Future, Present, & Past:



Speculative
~~ Giving itself latitude and leisure to take any premise or inquiry to its furthest associative conclusion.
Critical~~ Ready to apply, to itself and its object, the canons of reason, evidence, style, and ethics, up to their limits.
Traditional~~ At home and at large in the ecosystem of practice and memory that radically nourishes the whole person.

Oυδεὶς άμουσος εἰσίτω

Wednesday, September 27, 2017

Notes on Wallace Shawn's The Fever


[...] Still, it is the personal,
Interior life that gives us something to think about.
The rest is only drama.

-- John Ashbery, "But What is the Reader to Make of This?"


The subject is not psychological. It's quite the opposite. He doesn't learn things about his psychological problems. He learns ... how he's viewed by a poor or oppressed person indifferent to his psychological problem.
-- Wallace Shawn on The Fever, in the Los Angeles Times, May 12 1991


Belief in the existence of other human beings as such is love.
-- Simone Weil, paraphrased in W.H. Auden, A Certain World

For the last several months I’ve been rehearsing for a production of Wallace Shawn’s one-person show The Fever. For those who don’t know it, it’s the depiction of a person with a comfortable life, coming to realize the human cost of that comfort elsewhere in the world. A man (in my production, but not always -- Vanessa Redgrave stars in the 2004 film) wakes up sick in his hotel room, and through the night his illness and the assaults of a guilty conscience build to a breakdown. You overhear his nocturnal dialogue with himself, as one by one the excuses of privilege fall away. His aestheticism comes into ever more naked conflict with his growing awareness of the radical disparity between those who have comfort and security, and those who have next to nothing. Where is there to hide, when the truth is in plain sight and your accuser is yourself?

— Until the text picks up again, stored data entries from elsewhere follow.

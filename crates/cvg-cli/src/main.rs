//! Cvg CLI - reward accounting engine tools
//!
//! Inspect the inflation schedule and replay protocol scenarios through the engine.

use anyhow::Result;
use clap::{Parser, Subcommand};
use std::path::PathBuf;

mod commands;

/// Cvg: vote-escrow locking, gauge voting and chunked reward distribution
///
/// Every command runs the deterministic engine in-process; nothing touches a chain.
#[derive(Parser)]
#[command(name = "cvg")]
#[command(author, version, about, long_about = None)]
struct Cli {
    /// Enable verbose output
    #[arg(short, long, global = true)]
    verbose: bool,

    /// Engine config file (JSON)
    #[arg(short, long, global = true, env = "CVG_CONFIG")]
    config: Option<PathBuf>,

    #[command(subcommand)]
    command: Commands,
}

#[derive(Subcommand)]
enum Commands {
    /// Print the staking inflation schedule
    Inflation {
        /// First cycle
        #[arg(long, default_value_t = 1)]
        from: u64,

        /// Last cycle (inclusive)
        #[arg(long, default_value_t = 1100)]
        to: u64,

        /// Cycles between two printed rows
        #[arg(long, default_value_t = 105)]
        step: u64,

        /// Inflation ratio in bps (defaults to the configured ratio)
        #[arg(long)]
        ratio: Option<u16>,

        /// Output format (json, human)
        #[arg(short, long, default_value = "human")]
        format: String,
    },

    /// Replay a scenario file through the engine
    Simulate {
        /// Scenario file (JSON)
        #[arg(short, long)]
        scenario: PathBuf,

        /// Output format (json, human)
        #[arg(short, long, default_value = "human")]
        format: String,
    },

    /// Print the effective engine configuration
    Config,
}

fn main() -> Result<()> {
    let cli = Cli::parse();
    let config = commands::load_config(cli.config.as_deref())?;

    // Initialize logging
    let filter = if cli.verbose {
        "debug".to_string()
    } else {
        config.logging.level.clone()
    };
    tracing_subscriber::fmt().with_env_filter(filter).init();

    match cli.command {
        Commands::Inflation {
            from,
            to,
            step,
            ratio,
            format,
        } => commands::inflation::run(from, to, step, ratio, &format, &config),
        Commands::Simulate { scenario, format } => {
            commands::simulate::run(&scenario, &format, config)
        }
        Commands::Config => commands::config::run(&config),
    }
}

As I’ve mentioned my work on this play to people, whenever I’ve given that one-sentence summary -- “a person with a comfortable life, coming to realize…,” -- the reaction I’ve heard the most has been something like, “Ah. Timely.” I think it’s good that people say this -- it means they care about what is happening in our own political moment -- but I can’t agree. The Fever is not especially timely, in at least two senses. The first is fairly obvious: the show is clearly marked by the era in which it was first created and performed, in the late 80s and very early 90s. Except for a brief mention of “Communism [having] finally died,” no specific political circumstances are invoked -- not the fall of the Berlin Wall, the Iran-Contra scandal, the transition to democracy in Chile, the Gulf War -- but the spectre of Communism, and especially Latin American Communism, haunts The Fever, in a way that might feel almost quaint today when the word “Soviet” seems like ancient history and the War on Terror, now well into its second decade, has long ago replaced the Cold War. Even for domestic critics in the US, theoretical basis for political resistance is provided far less by Marxism than by a melange of pluralism and more or less New Deal economics, or -- among radicals and Utopians -- by Anarchism. (This is true despite David Graeber’s lament that Marxism is over-represented in academe and anarchism is under-represented, for the effective center of leftist critique in the US has long ago left the academy.) In short, The Fever’s continual reference to “the followers of Marx” makes its account of global inequality far less “timely” than it might otherwise seem. The foreign threat haunting the American psyche is no longer a Communist soldier in combat fatigues, but someone in a cartoon robe and “turban,” or a suicide vest; and the feared document is not a nineteenth-century manifesto but a seventh-century holy book.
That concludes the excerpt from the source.